Holden leans forward, reaching for Bill’s chest. Bill is terrified, terrified that after all that sensible communication, Holden is going to blow it by kissing him again. In front of an android who will almost certainly not take _that_ well. But the kid has only swiped his cigarettes from his suit jacket, and flung them off the roof. The pack catches a draft as it flies over the edge after Richard Perkins, off into the tumultuous air. Seems to hang suspended, an unlit Chinese sky lantern, bright red packaging whipped skyward by buffeting snow. Then the inevitable fall.  
  
“Fuck you, Holden,” Bill says, though he can’t help but sound impressed. The sheer fucking nerve.  
  
“Stop smoking,” Holden says seriously. A finger is raised assertively, pointing towards Bill’s chin. The piercing gesture amongst the equally frigid wind. Then Holden buckles, lowers the broken arm, and adds, “I want to work beside you for a long time. I can’t do that if you get lung cancer. Okay, Bill?”  
  
Bill feels the bitter anger falling away from him, the unpalatable orange skin shed before consumption. The fruit inside is sweet in his mouth. And so are the words he’s responding with: “Okay, partner.”  
  
“Is everything alright out here?” Connor asks from behind Bill, tension in his voice. Bill glances back, notices the upright posture. Connor is holding himself and Hank upright, though his dark eyes are scanning the rooftop like he’s anticipating a battle.  
  
Hank is clearly looking for Richard Perkins with no chance of finding him. But he doesn’t ask about the execution. Anderson pats Connor’s shoulder. “Relax. Situation defusing mode off, kid.”  
  
“Your repairs are complete?” Curtis asks. “...brother?” he adds, tentatively.  
  
“Yes,” Connor says, and his smile is compelling as ever.  
  
Connor and Hank's partnership couldn't be more obvious when they're arm in arm like that.

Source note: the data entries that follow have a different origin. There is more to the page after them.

pub mod command;
pub mod demo;
pub mod dispatch;
pub mod key_bindings;

pub use command::Command;
pub use demo::{DemoRules, DemoWorld};
pub use dispatch::Session;
pub use key_bindings::{KeyBinding, KeyBindings};
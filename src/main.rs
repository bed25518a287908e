use clap::Parser;
use microcosm_overlay::config::{ConfigError, OverlayConfig};
use microcosm_overlay::runtime::{DemoRules, DemoWorld, KeyBindings, Session};
use microcosm_overlay::telemetry::init_tracing;
use microcosm_overlay::terminal::{Terminal, TerminalEvent};
use microcosm_overlay::ui::TextRenderer;
use std::io;
use std::path::PathBuf;
use std::time::Duration;
use thiserror::Error;
use tracing::debug;

#[derive(Parser, Debug)]
#[command(name = "overlay-demo")]
#[command(about = "Drive the overlay state machine from the keyboard")]
#[command(version)]
struct Args {
    /// YAML file overriding list and status window sizes
    #[arg(long)]
    config: Option<PathBuf>,

    /// Trace filter, e.g. `debug` or `microcosm_overlay=trace` (defaults to RUST_LOG)
    #[arg(long)]
    log_level: Option<String>,
}

#[derive(Debug, Error)]
enum DemoError {
    #[error(transparent)]
    Io(#[from] io::Error),
    #[error(transparent)]
    Config(#[from] ConfigError),
}

fn main() {
    if let Err(e) = run() {
        eprintln!("Error: {}", e);
    }
}

fn run() -> Result<(), DemoError> {
    let args = Args::parse();
    init_tracing(args.log_level.as_deref());
    let config = match &args.config {
        Some(path) => OverlayConfig::load(path)?,
        None => OverlayConfig::default(),
    };

    let mut terminal = Terminal::new()?;
    terminal.enter()?;
    let result = event_loop(&mut terminal, config);
    terminal.leave()?;

    result
}

fn event_loop(terminal: &mut Terminal, config: OverlayConfig) -> Result<(), DemoError> {
    let bindings = KeyBindings::new();
    let rules = DemoRules;
    let mut session = Session::new(config, DemoWorld::new());

    let mut render_requested = true;

    loop {
        if terminal.poll(Duration::from_millis(100))? {
            match terminal.read_event()? {
                TerminalEvent::Key(key_event) => {
                    if let Some(command) = bindings.resolve(key_event) {
                        debug!(?command, "key resolved");
                        session.handle(command);
                    }
                    render_requested = true;
                }
                TerminalEvent::Resize { .. } => {
                    render_requested = true;
                }
            }
        }

        if render_requested {
            let renderer = TextRenderer::new(&rules, terminal.size().width as usize)
                .with_night(session.is_night());
            let mut lines = vec![format!(
                "Turn {}{}  [s]tatus [n]ext settlement [u]nit [e]nd turn [esc] back [p]ause [q]uit",
                session.turn(),
                if session.is_night() { " (night)" } else { "" }
            )];
            lines.extend(renderer.render(session.overlay()));
            terminal.draw_lines(&lines)?;
            render_requested = false;
        }

        if session.should_exit() {
            break;
        }
    }

    Ok(())
}
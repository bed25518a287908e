use crate::terminal::KeyEvent;

#[derive(Debug, Clone, Copy)]
pub enum TerminalEvent {
    Key(KeyEvent),
    Resize { width: u16, height: u16 },
}
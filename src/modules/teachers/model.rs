/// Teacher dashboard options, numbered as shown on screen.
#[derive(Debug, Clone, Copy, PartialEq, Eq)]
pub enum TeacherMenu {
    ViewMeetings,
    UploadResults,
    TakeAttendance,
    ViewComplaints,
    ViewLeaveNotices,
    Logout,
}

impl TeacherMenu {
    pub fn from_choice(choice: i64) -> Option<Self> {
        match choice {
            1 => Some(Self::ViewMeetings),
            2 => Some(Self::UploadResults),
            3 => Some(Self::TakeAttendance),
            4 => Some(Self::ViewComplaints),
            5 => Some(Self::ViewLeaveNotices),
            6 => Some(Self::Logout),
            _ => None,
        }
    }
}

/// Header fields for one attendance run.
#[derive(Debug, Clone)]
pub struct AttendanceRequest {
    pub subject: String,
    pub date: String,
}
use alerter_config::AppConfig;
use clap::Parser;

pub mod seeder;

#[derive(Parser, Debug, Default)]
#[command(name = "college-alerter")]
#[command(version, about = "College Alerter - console college portal", long_about = None)]
pub struct Cli {
    /// Start without the demo student, teacher and staff accounts
    #[arg(long)]
    pub no_demo_users: bool,

    /// Never clear the screen between views
    #[arg(long)]
    pub no_clear: bool,

    /// Log level for application events (overrides LOG_LEVEL)
    #[arg(long, value_name = "LEVEL")]
    pub log_level: Option<String>,
}

impl Cli {
    /// Layers command-line flags over the environment configuration.
    pub fn apply(&self, mut config: AppConfig) -> AppConfig {
        if self.no_demo_users {
            config.demo_users = false;
        }
        if self.no_clear {
            config.clear_screen = false;
        }
        if let Some(level) = &self.log_level {
            config.log_level = level.clone();
        }
        config
    }
}
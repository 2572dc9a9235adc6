//! Fixed informational content shown on the dashboards.
//!
//! None of this is derived from stored records: the student attendance and
//! results screens show the same placeholder figures for everyone, whatever
//! a teacher has uploaded or marked.

pub struct Event {
    pub title: &'static str,
    pub date: &'static str,
    pub venue: &'static str,
}

pub struct Meeting {
    pub title: &'static str,
    pub date: &'static str,
    pub time: &'static str,
    pub venue: &'static str,
}

pub struct SubjectAttendance {
    pub subject: &'static str,
    pub percent: u8,
}

pub struct SubjectGrade {
    pub subject: &'static str,
    pub grade: &'static str,
}

pub const COLLEGE_EVENTS: &[Event] = &[
    Event {
        title: "Tech Fest 'Innovate 2024'",
        date: "20 March, 2024",
        venue: "College Auditorium",
    },
    Event {
        title: "Annual Sports Day",
        date: "05 April, 2024",
        venue: "College Sports Ground",
    },
    Event {
        title: "Guest Lecture on AI Ethics",
        date: "15 April, 2024",
        venue: "Seminar Hall B",
    },
];

pub const TEACHER_MEETINGS: &[Meeting] = &[
    Meeting {
        title: "Department Faculty Meeting",
        date: "18 February, 2024",
        time: "03:00 PM",
        venue: "Staff Room",
    },
    Meeting {
        title: "Curriculum Review Committee",
        date: "25 February, 2024",
        time: "11:00 AM",
        venue: "Conference Hall",
    },
];

pub const OVERALL_ATTENDANCE_PERCENT: u8 = 85;

pub const SUBJECT_ATTENDANCE: &[SubjectAttendance] = &[
    SubjectAttendance {
        subject: "Data Structures",
        percent: 90,
    },
    SubjectAttendance {
        subject: "Operating Systems",
        percent: 82,
    },
    SubjectAttendance {
        subject: "Database Management",
        percent: 78,
    },
    SubjectAttendance {
        subject: "Computer Networks",
        percent: 91,
    },
];

pub const LAST_SEMESTER_GRADES: &[SubjectGrade] = &[
    SubjectGrade {
        subject: "Data Structures",
        grade: "A",
    },
    SubjectGrade {
        subject: "Mathematics III",
        grade: "B+",
    },
    SubjectGrade {
        subject: "Digital Logic",
        grade: "A-",
    },
    SubjectGrade {
        subject: "Economics",
        grade: "B",
    },
];

pub const LAST_SEMESTER_SGPA: &str = "8.8";
use std::io::Cursor;

use college_alerter::alerter_config::AppConfig;
use college_alerter::alerter_core::LineConsole;
use college_alerter::alerter_models::{Role, StaffPosition, User};
use college_alerter::state::{AppState, init_app_state};

pub type ScriptedConsole = LineConsole<Cursor<Vec<u8>>, Vec<u8>>;

/// Console that answers prompts with `lines`, one per read.
pub fn scripted(lines: &[&str]) -> ScriptedConsole {
    let mut input = lines.join("\n");
    input.push('\n');
    LineConsole::new(Cursor::new(input.into_bytes()), Vec::new())
}

/// Everything written to the console so far.
pub fn output(console: &ScriptedConsole) -> String {
    String::from_utf8_lossy(console.writer()).into_owned()
}

pub fn test_config(demo_users: bool) -> AppConfig {
    AppConfig {
        demo_users,
        clear_screen: false,
        ..AppConfig::default()
    }
}

/// State with no users at all.
pub fn empty_state() -> AppState {
    AppState::new(test_config(false))
}

/// State seeded with the demo accounts.
#[allow(dead_code)]
pub fn demo_state() -> AppState {
    init_app_state(test_config(true)).unwrap()
}

#[allow(dead_code)]
pub fn add_student(state: &mut AppState, name: &str, email: &str, student_id: &str) {
    state
        .store
        .insert_user(User::new(
            name,
            email,
            "pass123",
            "0000000000",
            Role::Student {
                student_id: student_id.to_string(),
            },
        ))
        .unwrap();
}

#[allow(dead_code)]
pub fn add_teacher(state: &mut AppState, name: &str, email: &str, position: &str) {
    state
        .store
        .insert_user(User::new(
            name,
            email,
            "pass456",
            "0000000000",
            Role::Teacher {
                position: position.to_string(),
            },
        ))
        .unwrap();
}

#[allow(dead_code)]
pub fn add_staff(state: &mut AppState, name: &str, email: &str, position: StaffPosition) {
    state
        .store
        .insert_user(User::new(
            name,
            email,
            "pass789",
            "0000000000",
            Role::Staff { position },
        ))
        .unwrap();
}

/// Input lines that log in, run `actions` on the dashboard, then log out.
///
/// `actions` must leave the dashboard at its menu prompt.
#[allow(dead_code)]
pub fn dashboard_session(email: &str, password: &str, actions: &[&str]) -> Vec<String> {
    let mut lines = vec![
        "1".to_string(),
        email.to_string(),
        password.to_string(),
        String::new(),
    ];
    lines.extend(actions.iter().map(|s| s.to_string()));
    lines.push("6".to_string());
    lines.push(String::new());
    lines
}

/// Joins session scripts and appends the final Exit selection.
#[allow(dead_code)]
pub fn with_exit(sessions: Vec<Vec<String>>) -> Vec<String> {
    let mut lines: Vec<String> = sessions.into_iter().flatten().collect();
    lines.push("3".to_string());
    lines
}

#[allow(dead_code)]
pub fn as_strs(lines: &[String]) -> Vec<&str> {
    lines.iter().map(String::as_str).collect()
}
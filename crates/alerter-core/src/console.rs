//! Line-oriented console seam.
//!
//! Every screen of the application talks to the user through the [`Console`]
//! trait. The binary wires it to the process terminal; tests wire it to an
//! in-memory reader and writer so whole sessions can be scripted.

use dialoguer::console::Term;
use std::io::{BufRead, StdinLock, Write};

use crate::errors::AppError;

/// Blocking, line-at-a-time console.
pub trait Console {
    /// Reads one line of input without its line terminator.
    ///
    /// Returns an [`ErrorKind::InputClosed`](crate::ErrorKind::InputClosed)
    /// error once the input stream is exhausted.
    fn read_line(&mut self) -> Result<String, AppError>;

    /// Writes text as-is and flushes it.
    fn write_str(&mut self, text: &str) -> Result<(), AppError>;

    /// Clears the visible screen. A no-op when no terminal is attached.
    fn clear_screen(&mut self) -> Result<(), AppError>;

    fn write_line(&mut self, text: &str) -> Result<(), AppError> {
        self.write_str(text)?;
        self.write_str("\n")
    }

    /// Shows `label` on the current line and returns the next input line.
    fn prompt(&mut self, label: &str) -> Result<String, AppError> {
        self.write_str(label)?;
        self.read_line()
    }

    /// Shows `message` and waits for the user to press Enter.
    fn pause(&mut self, message: &str) -> Result<(), AppError> {
        self.write_str(message)?;
        self.read_line().map(|_| ())
    }
}

/// [`Console`] backed by any buffered reader and writer.
pub struct LineConsole<R, W> {
    reader: R,
    writer: W,
    term: Option<Term>,
}

impl<R: BufRead, W: Write> LineConsole<R, W> {
    pub fn new(reader: R, writer: W) -> Self {
        Self {
            reader,
            writer,
            term: None,
        }
    }

    /// Enables screen clearing through the given terminal handle.
    pub fn with_terminal(mut self, term: Term) -> Self {
        self.term = Some(term);
        self
    }

    pub fn writer(&self) -> &W {
        &self.writer
    }

    pub fn into_writer(self) -> W {
        self.writer
    }
}

impl LineConsole<StdinLock<'static>, Term> {
    /// Console over the process stdin and stdout.
    ///
    /// Screen clearing is only enabled when `clear_screen` is set and stdout
    /// is attached to a terminal.
    pub fn stdio(clear_screen: bool) -> Self {
        let stdout = Term::stdout();
        let console = Self::new(std::io::stdin().lock(), stdout.clone());
        if clear_screen && stdout.is_term() {
            console.with_terminal(stdout)
        } else {
            console
        }
    }
}

impl<R: BufRead, W: Write> Console for LineConsole<R, W> {
    fn read_line(&mut self) -> Result<String, AppError> {
        let mut bytes = Vec::new();
        let read = self.reader.read_until(b'\n', &mut bytes)?;
        if read == 0 {
            tracing::debug!("Console input reached end of stream");
            return Err(AppError::input_closed());
        }

        // Input is free text; bytes that are not UTF-8 become U+FFFD.
        let mut buf = String::from_utf8_lossy(&bytes).into_owned();
        while buf.ends_with('\n') || buf.ends_with('\r') {
            buf.pop();
        }
        Ok(buf)
    }

    fn write_str(&mut self, text: &str) -> Result<(), AppError> {
        self.writer.write_all(text.as_bytes())?;
        self.writer.flush()?;
        Ok(())
    }

    fn clear_screen(&mut self) -> Result<(), AppError> {
        if let Some(term) = &self.term {
            self.writer.flush()?;
            term.clear_screen()?;
        }
        Ok(())
    }
}

#[cfg(test)]
mod tests {
    use super::*;
    use crate::errors::ErrorKind;
    use std::io::Cursor;

    fn console(input: &str) -> LineConsole<Cursor<Vec<u8>>, Vec<u8>> {
        LineConsole::new(Cursor::new(input.as_bytes().to_vec()), Vec::new())
    }

    #[test]
    fn test_read_line_strips_terminators() {
        let mut c = console("first\r\nsecond\nlast");

        assert_eq!(c.read_line().unwrap(), "first");
        assert_eq!(c.read_line().unwrap(), "second");
        assert_eq!(c.read_line().unwrap(), "last");
    }

    #[test]
    fn test_read_line_reports_closed_input() {
        let mut c = console("");

        let err = c.read_line().unwrap_err();
        assert_eq!(err.kind, ErrorKind::InputClosed);
    }

    #[test]
    fn test_read_line_replaces_invalid_utf8() {
        let mut c = LineConsole::new(Cursor::new(b"Jos\xe9\r\nnext\n".to_vec()), Vec::new());

        assert_eq!(c.read_line().unwrap(), "Jos\u{FFFD}");
        assert_eq!(c.read_line().unwrap(), "next");
    }

    #[test]
    fn test_prompt_writes_label_then_reads() {
        let mut c = console("Alice\n");

        let name = c.prompt("Enter Name: ").unwrap();

        assert_eq!(name, "Alice");
        assert_eq!(String::from_utf8_lossy(c.writer()), "Enter Name: ");
    }

    #[test]
    fn test_clear_screen_without_terminal_writes_nothing() {
        let mut c = console("");

        c.clear_screen().unwrap();

        assert!(c.writer().is_empty());
    }
}
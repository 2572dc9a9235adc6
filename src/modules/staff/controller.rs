use alerter_core::{AppError, Console};
use alerter_models::{StaffPosition, User};

use crate::router::BANNER_RULE;

/// One-shot staff screen: no operations, just an acknowledgment before
/// returning to the main menu.
pub fn dashboard<C: Console + ?Sized>(
    console: &mut C,
    staff: &User,
    position: StaffPosition,
) -> Result<(), AppError> {
    console.clear_screen()?;
    console.write_line(BANNER_RULE)?;
    console.write_line(&format!(
        "   Non-Teaching Staff Dashboard - Welcome {}",
        staff.name
    ))?;
    console.write_line(&format!("        Role: {}", position))?;
    console.write_line(BANNER_RULE)?;

    match position {
        StaffPosition::Librarian => {
            console.write_line("1. Manage Books (Not Implemented)")?;
            console.write_line("2. View Overdue Books (Not Implemented)")?;
        }
        StaffPosition::Watchman | StaffPosition::ClericalSupport => {
            console.write_line("General staff features not implemented yet.")?;
        }
    }

    console.pause("\nPress Enter to Logout...")
}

Bill envies the purity of that connection.  
  
Connor is intently softening the other RK. “Thank you for… accommodating my reduced capacity during--”  
  
“I’m happy you’re better now,” Curtis intervenes in the awkward expression of gratitude. The briefest flash of an equally perfect, less wholesome smile, and the RK 900 turns to look off into the otherworldly cloud formations. Hollow white rises gargantuan and godly, disappears with an erasing gust.  
  
Holden walks back to the RK 900 in their failed attempt to glimpse Detroit below. The young man touches Curt’s bared back. The android puts an arm around Holden’s waist decidedly intimately.  
  
Bill senses it’s time to leave them be. Not all present company is quite as socially dialed in. Suddenly Hank is nudged up onto him, apologetically leaning out of Connor’s attempt to set them together. Bill smiles gruffly, putting his arm underneath Hank before his new colleague can get away. “Hey, hey, this roof is slippery. Haven’t you heard?”  
  
“Jesus, you have a dark sense of humor,” Hank says, but his weight is on Bill’s shoulder. “Too much time around our psychos, I think.”  
  
Bill feels a discordant grin coming on. “That’s definitely true.”  
  
Connor has made his way to Holden’s other side, joins contemplation of the obscured outlook.  
  
“Feels like the sun should be rising,” Holden mutters, which Bill can barely hear over the wind. Holden is rubbing his eyes, sagging in on himself.  
  
“The sun rose six hours, twenty two minutes, fifteen seconds ago,” Connor informs him.  
  
Holden laughs. Tired. At peace. “I was being poetic.”  
  
“I was being sarcastic,” Connor says, and puts an arm around Holden’s shoulders.

 

**Notes for the Chapter:**

> The hugest thank you to readers who have had my back through this story. You've made writing this story an absolute joy, and I've enjoyed the conversations in the comments so much and I will miss them so dearly! I adore you all, and hope beyond hope that this ending works for you. I feel like I have developed my own DHA-esque mishmash family and I'm not quite ready to let you all go.